Mr. Dickinson returned to Canada and after a brief stint at the Ontario Science Centre became a freelance astronomy writer and editor in 1976. He relished the role and his independence, which allowed him to move his base of operations to Eastern Ontario and eventually to Yarker, a small community near Kingston where dark skies were readily available and where could he set up his own permanent backyard observatory.

He became a frequent speaker at astronomical events, respected for his expertise by other serious observers but equally accessible and welcoming to those who were just starting out.

“No one was afraid to approach him,” said Cathy McWatters, a co-organizer of Starfest, Canada’s largest annual gathering of astronomy enthusiasts. “He was gracefully the same person to everyone he met.”

The publication of NightWatch in 1983 cemented Mr. Dickinson’s reputation as Canada’s leading authority on the heavens.

Where amateur astronomers had previously struggled to make sense of guidebooks full of line drawings of constellations and dense, technical prose, NightWatch offered a practical step-by-step introduction to the stars, illustrated with large-format and full-colour sky charts that made it easy for beginners to orient themselves.

In addition to information, Mr. Dickinson also provided his readers with an underlying ethos, framing astronomy in terms of a broader appreciation for the natural world.

“Stargazers,” he wrote, “are naturalists of the night. We appreciate what so many ignore.”
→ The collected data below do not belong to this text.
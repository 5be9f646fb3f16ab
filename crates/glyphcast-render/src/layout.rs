//! Placement of styled text as glyph quads.
//!
//! Layout is pure CPU work: it consumes the spans from the tokenizer and a
//! [`FontAtlas`], and produces one [`GlyphInstance`] per renderable
//! character in editor space (pixels, origin at top-left, y down). It does
//! not depend on the viewport, so a resize never invalidates a run.

use glyphcast_syntax::{Format, StyledSpan};
use tracing::{trace, warn};

use crate::atlas::{AtlasGlyph, FontAtlas, GlyphStyle};
use crate::types::{Color, Point, Rect};

/// Layout options.
#[derive(Debug, Clone, PartialEq)]
pub struct LayoutConfig {
    /// Tab stop width in columns of the space advance.
    pub tab_width: usize,
    /// Line height override; the atlas line height when `None`.
    pub line_height: Option<f32>,
    /// Horizontal shift of a synthesized italic's top edge, per pixel of height.
    pub italic_slant: f32,
}

impl LayoutConfig {
    /// Set the tab width in columns.
    pub fn with_tab_width(mut self, columns: usize) -> Self {
        self.tab_width = columns;
        self
    }

    /// Override the atlas line height.
    pub fn with_line_height(mut self, line_height: f32) -> Self {
        self.line_height = Some(line_height);
        self
    }

    /// Set the synthesized italic slant.
    pub fn with_italic_slant(mut self, slant: f32) -> Self {
        self.italic_slant = slant;
        self
    }
}

impl Default for LayoutConfig {
    fn default() -> Self {
        Self {
            tab_width: 4,
            line_height: None,
            italic_slant: 0.2,
        }
    }
}

/// One positioned glyph quad.
#[derive(Debug, Clone, Copy, PartialEq)]
pub struct GlyphInstance {
    /// Quad in editor space.
    pub rect: Rect,
    /// Normalized atlas rectangle.
    pub tex_rect: Rect,
    /// Format color.
    pub color: Color,
    /// Styles the renderer must synthesize (the atlas had no such bitmap).
    pub synthesize: GlyphStyle,
    /// Horizontal shift of the quad's top edge in pixels.
    pub skew: f32,
    /// Code-point index of the source character.
    pub char_index: usize,
}

/// Result of laying out one text.
#[derive(Debug, Clone, Default, PartialEq)]
pub struct GlyphRun {
    /// Glyph quads in text order.
    pub glyphs: Vec<GlyphInstance>,
    /// Characters the atlas lacked, in order of first appearance.
    pub missing: Vec<char>,
    /// Area covered by the laid-out lines.
    pub bounds: Rect,
    /// Number of lines (0 for empty text).
    pub line_count: usize,
}

/// Lays out styled text against a font atlas.
#[derive(Debug, Clone, Default)]
pub struct GlyphLayout {
    config: LayoutConfig,
}

impl GlyphLayout {
    /// Create a layout with the given options.
    pub fn new(config: LayoutConfig) -> Self {
        Self { config }
    }

    /// The layout options.
    pub fn config(&self) -> &LayoutConfig {
        &self.config
    }

    /// Lay out `text` starting with the pen at `origin`.
    ///
    /// `spans` are the tokenizer output for `text`; characters no span
    /// covers use the default format. Control characters other than `\n`
    /// and `\t` emit nothing and do not advance.
    pub fn layout(
        &self,
        text: &str,
        spans: &[StyledSpan],
        atlas: &dyn FontAtlas,
        origin: Point,
    ) -> GlyphRun {
        let metrics = atlas.metrics();
        let line_height = self.config.line_height.unwrap_or(metrics.line_height);
        let tab_stop = self.config.tab_width as f32 * metrics.space_advance;

        let mut run = GlyphRun::default();
        if text.is_empty() {
            run.bounds = Rect::new(origin.x, origin.y, 0.0, 0.0);
            return run;
        }

        let mut pen = origin;
        let mut max_x = origin.x;
        let mut line_count = 1;
        let mut spans = spans.iter().peekable();
        let default_format = Format::default();

        for (index, ch) in text.chars().enumerate() {
            match ch {
                '\n' => {
                    pen.x = origin.x;
                    pen.y += line_height;
                    line_count += 1;
                    continue;
                }
                '\t' => {
                    if tab_stop > 0.0 {
                        let column = ((pen.x - origin.x) / tab_stop).floor() + 1.0;
                        pen.x = origin.x + column * tab_stop;
                        max_x = max_x.max(pen.x);
                    }
                    continue;
                }
                c if c.is_control() => continue,
                _ => {}
            }

            while spans.next_if(|s| s.end <= index).is_some() {}
            let format = spans
                .peek()
                .filter(|s| s.contains(index))
                .map_or(default_format, |s| s.format);

            let requested = GlyphStyle::new(format.bold, format.italic);
            let glyph = match atlas.glyph(ch, requested) {
                Some(glyph) => glyph,
                None => {
                    if !run.missing.contains(&ch) {
                        warn!(
                            target: "glyphcast_render::layout",
                            ch = ?ch,
                            index,
                            "glyph missing from atlas, using fallback"
                        );
                        run.missing.push(ch);
                    }
                    atlas.fallback_glyph()
                }
            };

            run.glyphs
                .push(self.place(&glyph, requested, format, pen, index));
            pen.x += glyph.advance;
            max_x = max_x.max(pen.x);
        }

        run.line_count = line_count;
        run.bounds = Rect::new(
            origin.x,
            origin.y,
            max_x - origin.x,
            line_count as f32 * line_height,
        );

        trace!(
            target: "glyphcast_render::layout",
            glyphs = run.glyphs.len(),
            lines = run.line_count,
            missing = run.missing.len(),
            "laid out text"
        );

        run
    }

    fn place(
        &self,
        glyph: &AtlasGlyph,
        requested: GlyphStyle,
        format: Format,
        pen: Point,
        char_index: usize,
    ) -> GlyphInstance {
        // Styles the bitmap already has are not synthesized again.
        let synthesize = GlyphStyle::new(
            requested.bold && !glyph.style.bold,
            requested.italic && !glyph.style.italic,
        );
        let skew = if synthesize.italic {
            self.config.italic_slant * glyph.size.height
        } else {
            0.0
        };

        GlyphInstance {
            rect: Rect::new(
                pen.x + glyph.offset.x,
                pen.y + glyph.offset.y,
                glyph.size.width,
                glyph.size.height,
            ),
            tex_rect: glyph.tex_rect,
            color: Color::from(format.foreground),
            synthesize,
            skew,
            char_index,
        }
    }
}

#[cfg(test)]
mod tests {
    use super::*;
    use crate::atlas::{GridAtlas, GridLayout};
    use glyphcast_syntax::{Format, Rgba};

    fn atlas() -> GridAtlas {
        GridAtlas::block(8, 16).unwrap()
    }

    fn layout(text: &str, spans: &[StyledSpan]) -> GlyphRun {
        GlyphLayout::default().layout(text, spans, &atlas(), Point::ZERO)
    }

    fn xs(run: &GlyphRun) -> Vec<f32> {
        run.glyphs.iter().map(|g| g.rect.left()).collect()
    }

    #[test]
    fn test_pen_advances() {
        let run = layout("ab c", &[]);
        assert_eq!(xs(&run), vec![0.0, 8.0, 16.0, 24.0]);
        assert_eq!(run.line_count, 1);
        assert_eq!(run.bounds, Rect::new(0.0, 0.0, 32.0, 16.0));
        assert!(run.missing.is_empty());
    }

    #[test]
    fn test_newline_and_origin() {
        let run = GlyphLayout::default().layout("ab\ncd", &[], &atlas(), Point::new(10.0, 5.0));
        let pos: Vec<_> = run.glyphs.iter().map(|g| (g.rect.left(), g.rect.top())).collect();
        assert_eq!(pos, vec![(10.0, 5.0), (18.0, 5.0), (10.0, 21.0), (18.0, 21.0)]);
        assert_eq!(run.line_count, 2);
        assert_eq!(run.glyphs[2].char_index, 3);
    }

    #[test]
    fn test_tabs_snap_to_stops() {
        // Tab stops every 4 columns of 8px.
        let run = layout("a\tb\t\tc", &[]);
        assert_eq!(xs(&run), vec![0.0, 32.0, 96.0]);

        let run = GlyphLayout::new(LayoutConfig::default().with_tab_width(2)).layout(
            "\tx",
            &[],
            &atlas(),
            Point::ZERO,
        );
        assert_eq!(xs(&run), vec![16.0]);
    }

    #[test]
    fn test_control_characters_are_skipped() {
        let run = layout("a\r\nb\u{7}c", &[]);
        assert_eq!(run.glyphs.len(), 3);
        assert_eq!(run.glyphs[1].rect.left(), 0.0);
        assert_eq!(run.glyphs[2].rect.left(), 8.0);
    }

    #[test]
    fn test_missing_glyph_uses_fallback() {
        let atlas = atlas();
        let run = GlyphLayout::default().layout("aéé", &[], &atlas, Point::ZERO);
        assert_eq!(run.glyphs.len(), 3);
        assert_eq!(run.missing, vec!['é']);
        assert_eq!(run.glyphs[1].tex_rect, atlas.fallback_glyph().tex_rect);
    }

    #[test]
    fn test_span_colors_and_styles() {
        let red = Format::fg(Rgba::rgb(255, 0, 0)).with_bold();
        let blue = Format::fg(Rgba::rgb(0, 0, 255)).with_italic();
        let spans = [
            StyledSpan::new(0, 2, red, None),
            StyledSpan::new(3, 4, blue, None),
        ];
        let run = layout("ab cd", &spans);

        assert_eq!(run.glyphs[0].color, Color::RED);
        assert!(run.glyphs[0].synthesize.bold);
        assert_eq!(run.glyphs[0].skew, 0.0);

        // Not covered by a span: default format.
        assert_eq!(run.glyphs[2].color, Color::WHITE);
        assert_eq!(run.glyphs[2].synthesize, GlyphStyle::REGULAR);

        assert_eq!(run.glyphs[3].color, Color::BLUE);
        assert!(run.glyphs[3].synthesize.italic);
        assert!((run.glyphs[3].skew - 0.2 * 16.0).abs() < 1e-6);

        assert_eq!(run.glyphs[4].color, Color::WHITE);
    }

    #[test]
    fn test_native_variant_is_not_synthesized() {
        let layout_desc = GridLayout::ascii(8, 16).with_styles([GlyphStyle::REGULAR, GlyphStyle::BOLD]);
        let (w, h) = layout_desc.dimensions();
        let atlas = GridAtlas::new(layout_desc, vec![0; (w * h) as usize]).unwrap();

        let bold_italic = Format::default().with_bold().with_italic();
        let spans = [StyledSpan::new(0, 1, bold_italic, None)];
        let run = GlyphLayout::default().layout("x", &spans, &atlas, Point::ZERO);

        // Bold comes from the atlas; italic still has to be synthesized.
        assert_eq!(run.glyphs[0].synthesize, GlyphStyle::ITALIC);
        assert!(run.glyphs[0].tex_rect.top() >= 0.5);
    }

    #[test]
    fn test_line_height_override() {
        let run = GlyphLayout::new(LayoutConfig::default().with_line_height(20.0)).layout(
            "a\nb",
            &[],
            &atlas(),
            Point::ZERO,
        );
        assert_eq!(run.glyphs[1].rect.top(), 20.0);
        assert_eq!(run.bounds.height(), 40.0);
    }

    #[test]
    fn test_empty_text() {
        let run = layout("", &[]);
        assert!(run.glyphs.is_empty());
        assert_eq!(run.line_count, 0);
        assert!(run.bounds.is_empty());
    }
}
Several more books followed, including The Backyard Astronomer’s Guide, a comprehensive manual co-written with Mr. Dyer. Striking photos, including many of his own, became a key feature of his works, along with evocative illustrations by space artists depicting the visible and invisible realms of the universe.

“Terry’s enthusiasm just broke through. … He was so good at explaining things in ways that people would understand, whether they were his editors or eventually his readers,” said Frank Edwards, a past editor and publisher with Camden House Inc., who worked with Mr. Dickinson on some of his books.

But even when there was no audience around Mr. Dickinson was always ready to head out whenever skies were clear – no matter the time of night or the temperature.

“Cold feet in bed in the wee hours of the morning were my signal that Terry was ending another night of observing,” wrote Susan Dickinson, his wife and partner of 56 years, who was also an editor on several of his projects. “Although he was physically tethered to this planet, his mind soared among the stars.”

Mr. Dickinson was known for his fondness for Mars, which reaches its closest point to Earth about every 26 months, allowing details to be seen on the planet’s surface that are hidden at other times. But any development in scientists’ understanding of the universe or in the technology that revealed it was both a thrill and fodder for his work.

“I want to do what I’m doing for as long as I can,” Mr. Dickinson once said in an interview. “There’s just so much more to know and see, and I’m still excited as a kid about new discoveries. I’ll never run out of things to write about – I’ll just run out of time.”

Mr. Dickinson also leaves a sister, Dianne Dickinson. He is predeceased by his brother, Stephen.